## EXERCISE PROMPT
The expected output is every entry, repeated word for word.

## INPUT DATA
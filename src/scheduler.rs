//! Tile grid construction, the claim/finalize protocol, and the worker pool.

mod hilbert;
/// The tile repository and its scheduling queues.
pub mod repository;
/// The worker-pool render session.
pub mod session;
/// Per-tile state and claim tickets.
pub mod tile;
//! Tilelight is a tile-based progressive render scheduler.
//!
//! The crate splits an image into a grid of tiles ordered along a Hilbert
//! curve, hands tiles out to worker threads one sampling pass at a time, and
//! accumulates results into a shared film until every tile passes its
//! convergence test or a halt condition fires.
//!
//! # Pipeline overview
//!
//! 1. **Claim**: workers call [`TileRepository::next_tile`], which finalizes
//!    their previous pass and hands out the least-sampled tile next.
//! 2. **Render**: the worker fills a private [`Film`] with samples for the
//!    claimed region (the sampling itself is supplied via [`SampleRenderer`]).
//! 3. **Merge**: the finished pass is folded into the tile's convergence
//!    statistics and the shared film.
//! 4. **Converge**: tiles compare full- and half-sample estimates after
//!    tonemapping; the whole image can additionally be gated by a
//!    [`ConvergenceTest`] and prioritized with a [`NoiseEstimator`].
//!
//! The key design constraints:
//!
//! - **No unsafe**: `unsafe` is forbidden in this crate.
//! - **One synchronized operation**: all scheduling state changes go through
//!   `next_tile`; the shared film lock nests strictly inside it.
//! - **Estimator duality**: per-pixel and per-screen normalized radiance
//!   channels accumulate independently and are only combined at display time.
#![forbid(unsafe_code)]
#![deny(missing_docs)]

/// Configuration structs and their documented defaults.
pub mod config;
pub mod film;
pub mod foundation;
pub mod scheduler;

pub use config::{
    ConvergenceConfig, DEFAULT_CONVERGENCE_THRESHOLD, HaltConfig, MIN_TILE_SIZE,
    NoiseEstimationConfig, SchedulerConfig,
};
pub use film::buffer::PlaneBuffer;
pub use film::channel::ChannelKind;
pub use film::convergence::ConvergenceTest;
pub use film::model::Film;
pub use film::noise::NoiseEstimator;
pub use film::pipeline::{ImagePipeline, auto_linear_scale};
pub use film::variance::VarianceClamping;
pub use foundation::color::Rgb;
pub use foundation::error::{TilelightError, TilelightResult};
pub use foundation::geom::PixelRegion;
pub use scheduler::repository::{RepositoryStats, SharedFilm, TileRepository, TileSnapshot};
pub use scheduler::session::{
    CancelToken, RenderSession, RenderSessionOpts, SampleRenderer, SessionStats,
};
pub use scheduler::tile::{TileId, TileWork};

## ANSWER TO THIS EXERCISE
filename src/scheduler.rs
//! Tile grid construction, the claim/finalize protocol, and the worker pool.

mod hilbert;
/// The tile repository and its scheduling queues.
pub mod repository;
/// The worker-pool render session.
pub mod session;
/// Per-tile state and claim tickets.
pub mod tile;
//! Tilelight is a tile-based progressive render scheduler.
//!
//! The crate splits an image into a grid of tiles ordered along a Hilbert
//! curve, hands tiles out to worker threads one sampling pass at a time, and
//! accumulates results into a shared film until every tile passes its
//! convergence test or a halt condition fires.
//!
//! # Pipeline overview
//!
//! 1. **Claim**: workers call [`TileRepository::next_tile`], which finalizes
//!    their previous pass and hands out the least-sampled tile next.
//! 2. **Render**: the worker fills a private [`Film`] with samples for the
//!    claimed region (the sampling itself is supplied via [`SampleRenderer`]).
//! 3. **Merge**: the finished pass is folded into the tile's convergence
//!    statistics and the shared film.
//! 4. **Converge**: tiles compare full- and half-sample estimates after
//!    tonemapping; the whole image can additionally be gated by a
//!    [`ConvergenceTest`] and prioritized with a [`NoiseEstimator`].
//!
//! The key design constraints:
//!
//! - **No unsafe**: `unsafe` is forbidden in this crate.
//! - **One synchronized operation**: all scheduling state changes go through
//!   `next_tile`; the shared film lock nests strictly inside it.
//! - **Estimator duality**: per-pixel and per-screen normalized radiance
//!   channels accumulate independently and are only combined at display time.
#![forbid(unsafe_code)]
#![deny(missing_docs)]

/// Configuration structs and their documented defaults.
pub mod config;
pub mod film;
pub mod foundation;
pub mod scheduler;

pub use config::{
    ConvergenceConfig, DEFAULT_CONVERGENCE_THRESHOLD, HaltConfig, MIN_TILE_SIZE,
    NoiseEstimationConfig, SchedulerConfig,
};
pub use film::buffer::PlaneBuffer;
pub use film::channel::ChannelKind;
pub use film::convergence::ConvergenceTest;
pub use film::model::Film;
pub use film::noise::NoiseEstimator;
pub use film::pipeline::{ImagePipeline, auto_linear_scale};
pub use film::variance::VarianceClamping;
pub use foundation::color::Rgb;
pub use foundation::error::{TilelightError, TilelightResult};
pub use foundation::geom::PixelRegion;
pub use scheduler::repository::{RepositoryStats, SharedFilm, TileRepository, TileSnapshot};
pub use scheduler::session::{
    CancelToken, RenderSession, RenderSessionOpts, SampleRenderer, SessionStats,
};
pub use scheduler::tile::{TileId, TileWork};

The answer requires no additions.